[Normative] NativeFunction toString is too permissive vs. the reality

[Huxpro]

Description:

Starting from https://tc39.es/Function-prototype-toString-revision/, Function.prototype.toString is specified to return an implementation-dependent String source code representation which must have the syntax of a NativeFunction for built-in Function object, et al.

The "syntax of a NativeFunction", is defined as:

NativeFunction:
  functionPropertyName[~Yield, ~Await]opt(FormalParameters[~Yield, ~Await]){[nativecode]}

In which the nonterminal FormalParameters seems to be not optional? Intuitively, the FormalParameters of a built-in Function object is defined as the title of the correspondent clauses, e.g. 21.3.2.26 Math.pow ( base, exponent ).

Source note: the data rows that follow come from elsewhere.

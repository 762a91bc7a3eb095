//! Work session storage and orchestration.
//!
//! Provides:
//! - `TimeClock` - Clock in and out on behalf of one user
//! - Storage implementations (memory)

pub mod manager;
pub mod storage;

pub use manager::{ClockError, TimeClock};
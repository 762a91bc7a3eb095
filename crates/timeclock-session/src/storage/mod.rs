//! Storage implementations.

#[cfg(feature = "memory")]
pub mod memory;

#[cfg(feature = "memory")]
pub use memory::MemoryStorage;
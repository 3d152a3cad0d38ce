//! Serving a [`SearchServer`] over a byte stream pair, usually stdin/stdout.

use anyhow::Context;
use rmcp::ServiceExt;
use rmcp::model::ClientJsonRpcMessage;
use rmcp::service::QuitReason;
use tokio::io::{AsyncBufReadExt, AsyncRead, AsyncWrite, AsyncWriteExt, BufReader, DuplexStream};
use tokio_util::sync::CancellationToken;

use crate::server::SearchServer;

const INBOUND_BUFFER: usize = 64 * 1024;

impl SearchServer {
    /// Serve on the process's stdin/stdout until EOF or `cancel`.
    pub async fn serve_stdio(self, cancel: CancellationToken) -> anyhow::Result<QuitReason> {
        let (stdin, stdout) = rmcp::transport::stdio();
        self.serve_io(stdin, stdout, cancel).await
    }

    /// Serve newline-delimited JSON-RPC read from `reader`, replies to `writer`.
    ///
    /// Returns once the peer closes its side or `cancel` fires; a cancel
    /// during the initialize handshake returns immediately.
    pub async fn serve_io<R, W>(
        self,
        reader: R,
        writer: W,
        cancel: CancellationToken,
    ) -> anyhow::Result<QuitReason>
    where
        R: AsyncRead + Send + Unpin + 'static,
        W: AsyncWrite + Send + Unpin + 'static,
    {
        let inbound = skip_unparsable_lines(reader);
        let running = tokio::select! {
            running = self.serve_with_ct((inbound, writer), cancel.child_token()) => {
                running.context("MCP initialize handshake failed")?
            }
            () = cancel.cancelled() => {
                tracing::info!(target: "mcp.server", "mcp.session.cancelled_before_init");
                return Ok(QuitReason::Cancelled);
            }
        };
        tracing::info!(target: "mcp.server", "mcp.session.start");

        let reason = running.waiting().await.context("MCP service task failed")?;
        tracing::info!(target: "mcp.server", ?reason, "mcp.session.end");
        Ok(reason)
    }
}

/// Forward only lines that decode as client messages.
///
/// rmcp ends the session on the first undecodable line; dropping such lines
/// here keeps one bad write from a client from tearing the session down.
fn skip_unparsable_lines<R>(reader: R) -> DuplexStream
where
    R: AsyncRead + Send + Unpin + 'static,
{
    let (inbound, mut sink) = tokio::io::duplex(INBOUND_BUFFER);
    tokio::spawn(async move {
        let mut reader = BufReader::new(reader);
        let mut line = Vec::new();
        loop {
            line.clear();
            match reader.read_until(b'\n', &mut line).await {
                Ok(0) => break,
                Ok(_) => {}
                Err(err) => {
                    tracing::warn!(target: "mcp.transport", error = %err, "mcp.read.error");
                    break;
                }
            }
            let body = line.trim_ascii();
            if body.is_empty() {
                continue;
            }
            if let Err(err) = serde_json::from_slice::<ClientJsonRpcMessage>(body) {
                tracing::warn!(
                    target: "mcp.transport",
                    error = %err,
                    bytes = body.len(),
                    "mcp.line.unparsable"
                );
                continue;
            }
            if sink.write_all(body).await.is_err() || sink.write_all(b"\n").await.is_err() {
                break;
            }
        }
        let _ = sink.shutdown().await;
    });
    inbound
}

#[cfg(test)]
mod tests {
    use super::*;
    use tokio::io::AsyncReadExt;

    #[tokio::test]
    async fn bad_lines_are_dropped_and_good_ones_forwarded() {
        let input = concat!(
            "not json\n",
            "\n",
            "{\"jsonrpc\":\"2.0\",\"id\":1,\"method\":\"ping\"}\n",
            "{\"unterminated\": \n",
            "  {\"jsonrpc\":\"2.0\",\"method\":\"notifications/initialized\"}  \n",
        );
        let mut out = skip_unparsable_lines(input.as_bytes());
        let mut forwarded = String::new();
        out.read_to_string(&mut forwarded).await.unwrap();
        assert_eq!(
            forwarded,
            "{\"jsonrpc\":\"2.0\",\"id\":1,\"method\":\"ping\"}\n\
             {\"jsonrpc\":\"2.0\",\"method\":\"notifications/initialized\"}\n"
        );
    }

    #[tokio::test]
    async fn invalid_utf8_line_is_dropped() {
        let mut input = b"\xff\xfe\n".to_vec();
        input.extend_from_slice(b"{\"jsonrpc\":\"2.0\",\"id\":2,\"method\":\"ping\"}");
        let mut out = skip_unparsable_lines(std::io::Cursor::new(input));
        let mut forwarded = String::new();
        out.read_to_string(&mut forwarded).await.unwrap();
        assert_eq!(forwarded, "{\"jsonrpc\":\"2.0\",\"id\":2,\"method\":\"ping\"}\n");
    }
}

However, the reality is that no engine prints formal parameters exactly as the title:

• Most engines print no parameters at all.
• Hermes prints synthesized formal parameters from the function arity.

eshost Output:

λ eshost -s -e "Math.pow.toString()"
#### Chakra, V8
function pow() { [native code] }

#### Hermes
function pow(a0, a1) { [native code] }

#### JavaScriptCore, SpiderMonkey
function pow() {
    [native code]
}

Description (continued):

You may wonder "what's the big deal?". Well, turns out there are popular libraries, namely Lodash, that detects NativeFunction by pattern matching the toString result assuming there are no parameters:

  /** Used to detect if a method is native. */
  var reIsNative = RegExp('^' +
    funcToString.call(hasOwnProperty).replace(reRegExpChar, '\\$&')
    .replace(/hasOwnProperty|(function).*?(?=\\\()| for .+?(?=\\\])/g, '$1.*?') + '$'
  );

Thus, Lodash mistakenly thought Hermes doesn't support native Map and resulted in slow path and gigantic performance drop (25-45x) of its implementation of cloneDeep (and presumably others) : facebook/hermes#471 (comment)

[bathos]

nonterminal FormalParameters seems to be not optional

The first alternative is [empty]. It seems like all three examples there conform to the grammar. The bug is pretty squarely in lodash, but they use heuristics for a lot of their tests and may just consider that an acceptable trade. They’ll also get false positives for bound functions and wasm exports in this example.

[Huxpro]

The first alternative is [empty].

Fair enough. I can see how they are all valid productions grammar-wise.

That being said, if it's been a commonly used heuristics in the wild JS community. Shall we enforce the spec to use [empty] for Function.prototype.toString instead of the vague description of "must have the syntax of NativeFunction"?

Maybe "must have the syntax of NativeFunction with the FormalParameter nonterminal being [empty]" or something like that?

I'm also very curious why did all every other engines choose to pick the [empty] alternative?

[bathos]

If I understand right, the NativeFunction stuff aimed to standardize an existing facet of web reality. I don’t know what additional context might have informed the decision to include FormalParameters, but I agree that it seems kind of pointless (again, on the surface, not sure of the history here) if all engines either are not including them or would be willing to stop including them.